Lectura Dantis: Readings from Dante's Divine Comedy
From Stanford Continuing Studies - March 22, 2006
Lectura Dantis (EVT 122) Lectura Dantis is the ancient tradition of reading and explicating passages from Dante's Divine Comedy. (Guido da Pisa's commentary already dates from the 1330s.) In a new twist on a venerable tradition, The Ives Quartet, Dante scholar Jeffrey Schnapp, and composer Douglas Bruce Johnson will co-present two sessions, interrelating performance, reading, and dialogue about Inferno Canto XIII, the canto of the suicides. Both presentations will feature the West Coast premiere performances of Johnson's 1999 composition for string quartet, il terzodecimo canto, (Ralph Kenneth Johnson [1914-1963] in memoriam).
The two sessions present a rare opportunity for multi-layered dialogues, engaging composer, scholar, performers, and listeners. Together we will explore in detail many of the canto’s themes, and its expressive use of a variety of structural techniques. Through hearing and understanding the musical realization of this canto, these evenings offer a personal approach to the summo poeta and to his great poem.
The Ives Quartet
Established in 1998, the Ives Quartet has earned critical acclaim for the depth and diversity of its interpretations and programming. Responding to the Quartet's May 2005 American premiere of Hymn to Artemis Lochaie by Peter Maxwell Davies, The San Jose Mercury News wrote: "These four musicians are really in touch with the music, which sounded almost alarmingly alive: songful, surging, very special. One of the Bay Area's outstanding string quartets."
Tuesday, March 21 and Thursday, March 23
Tuesday March 21 and Thursday March 23 at 7:30 pm
Location: Braun Music Center, Campbell Recital Hall
$20 event fee is non-refundable. You may pay at the door.

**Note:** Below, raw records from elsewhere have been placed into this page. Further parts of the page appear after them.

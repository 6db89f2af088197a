//! Local sentence-embedding provider backed by fastembed.
//!
//! The model is downloaded from Hugging Face on first use and cached;
//! after that every [`encode`](EmbeddingProvider::encode) is an offline
//! forward pass.

use std::sync::Mutex;

use tracing::info;

use catalog_vectors_core::embedding::EmbeddingProvider;
use catalog_vectors_core::error::ProviderError;
use catalog_vectors_core::models::Embedding;

const PROVIDER: &str = "local";

pub struct LocalProvider {
    model_name: String,
    dims: usize,
    model: Mutex<fastembed::TextEmbedding>,
}

impl LocalProvider {
    /// Loads `model_name`. Blocks while the model is fetched on first use.
    pub fn new(model_name: String, dims: usize) -> Result<Self, ProviderError> {
        let fastembed_model = to_fastembed_model(&model_name)?;
        info!(model = %model_name, "loading local embedding model");
        let model = fastembed::TextEmbedding::try_new(
            fastembed::InitOptions::new(fastembed_model).with_show_download_progress(true),
        )
        .map_err(|e| {
            ProviderError::Config(format!("failed to initialize local embedding model: {}", e))
        })?;
        Ok(Self {
            model_name,
            dims,
            model: Mutex::new(model),
        })
    }
}

impl EmbeddingProvider for LocalProvider {
    fn model_name(&self) -> &str {
        &self.model_name
    }

    fn dims(&self) -> usize {
        self.dims
    }

    fn encode(&self, text: &str) -> Result<Embedding, ProviderError> {
        let mut model = self.model.lock().map_err(|_| ProviderError::Request {
            provider: PROVIDER,
            message: "embedding model lock poisoned".to_string(),
            transient: false,
        })?;
        let embeddings = model
            .embed(vec![text], None)
            .map_err(|e| ProviderError::Request {
                provider: PROVIDER,
                message: e.to_string(),
                transient: false,
            })?;
        embeddings
            .into_iter()
            .next()
            .ok_or_else(|| ProviderError::InvalidResponse {
                provider: PROVIDER,
                message: "model returned no embedding".to_string(),
            })
    }
}

fn to_fastembed_model(name: &str) -> Result<fastembed::EmbeddingModel, ProviderError> {
    match name {
        "all-minilm-l6-v2" => Ok(fastembed::EmbeddingModel::AllMiniLML6V2),
        "bge-small-en-v1.5" => Ok(fastembed::EmbeddingModel::BGESmallENV15),
        "bge-base-en-v1.5" => Ok(fastembed::EmbeddingModel::BGEBaseENV15),
        "bge-large-en-v1.5" => Ok(fastembed::EmbeddingModel::BGELargeENV15),
        "nomic-embed-text-v1" => Ok(fastembed::EmbeddingModel::NomicEmbedTextV1),
        "nomic-embed-text-v1.5" => Ok(fastembed::EmbeddingModel::NomicEmbedTextV15),
        "multilingual-e5-small" => Ok(fastembed::EmbeddingModel::MultilingualE5Small),
        "multilingual-e5-base" => Ok(fastembed::EmbeddingModel::MultilingualE5Base),
        "multilingual-e5-large" => Ok(fastembed::EmbeddingModel::MultilingualE5Large),
        other => Err(ProviderError::Config(format!(
            "unknown local embedding model: '{}'. Supported models: {}",
            other,
            super::LOCAL_MODELS
                .iter()
                .map(|(name, _)| *name)
                .collect::<Vec<_>>()
                .join(", ")
        ))),
    }
}
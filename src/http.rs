//! Blocking HTTP plumbing shared by the remote providers and backends.

use std::time::Duration;

use reqwest::blocking::{Client, Response};
use reqwest::header::{HeaderMap, HeaderValue, CONTENT_TYPE};
use reqwest::StatusCode;

/// Builds a blocking client with JSON content type and the given extra headers.
pub(crate) fn build_client(timeout: Duration, mut headers: HeaderMap) -> reqwest::Result<Client> {
    headers.insert(CONTENT_TYPE, HeaderValue::from_static("application/json"));
    Client::builder()
        .timeout(timeout)
        .default_headers(headers)
        .build()
}

/// Rate limiting and server errors are worth retrying; other statuses are not.
pub(crate) fn is_transient_status(status: StatusCode) -> bool {
    status == StatusCode::TOO_MANY_REQUESTS || status.is_server_error()
}

/// Network-level failures (timeouts, refused connections, broken bodies).
pub(crate) fn is_transient_error(err: &reqwest::Error) -> bool {
    err.is_timeout() || err.is_connect() || err.is_request() || err.is_body()
}

/// Reads an error response body for diagnostics.
pub(crate) fn error_body(resp: Response) -> String {
    resp.text()
        .unwrap_or_else(|_| "<body unavailable>".to_string())
}

/// Strips a trailing slash so paths can be appended with `format!`.
pub(crate) fn trim_base(url: &str) -> String {
    url.trim().trim_end_matches('/').to_string()
}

Douglas Johnson, Composer and Professor of Music, Trinity College, New Hartford, Connecticut
Douglas Bruce Johnson was born in Oakland, California in 1949, and grew up on the North Coast. He studied in Vienna, Austria, with composer Friedrich Neumann at the Hochschule für Musik. Completing his B.A. in Music cum laude at Humboldt State University in 1974, he was active as a performer in chamber groups and orchestras. In 1980 he returned to the Bay Area, performing as a violinist in the Berkeley Symphony Orchestra under Kent Nagano, who commissioned his first large orchestral works, as well as in the Oakland Symphony under Calvin Simmons. He earned the Ph.D. in Music at the University of California, Berkeley in 1989, working with composers Andrew Imbrie and Olly Wilson, and with conductor Michael Senturia. He joined the music faculty at Trinity College, Hartford, Connecticut in 1988.
Jeffrey Schnapp, Rosina Pierotti Professor of Italian Literature
Director of the Stanford Humanities Lab since its foundation in 2000, Schnapp occupies the Pierotti Chair in Italian Literature and is professor of French & Italian, and Comparative Literature. His research interests extend from antiquity to the present, encompassing such domains as the material history of literature, the history of design and architecture, and the cultural history of engineering. He is the author or editor of fourteen books and over one hundred essays on authors such as Virgil, Dante, Hildegard of Bingen, Petrarch, and Machiavelli, and on topics such as late antique patchwork poetry, futurist and dadaist visual poetics, the cultural history of coffee consumption, glass architecture, and the iconography of the pipe in modern art.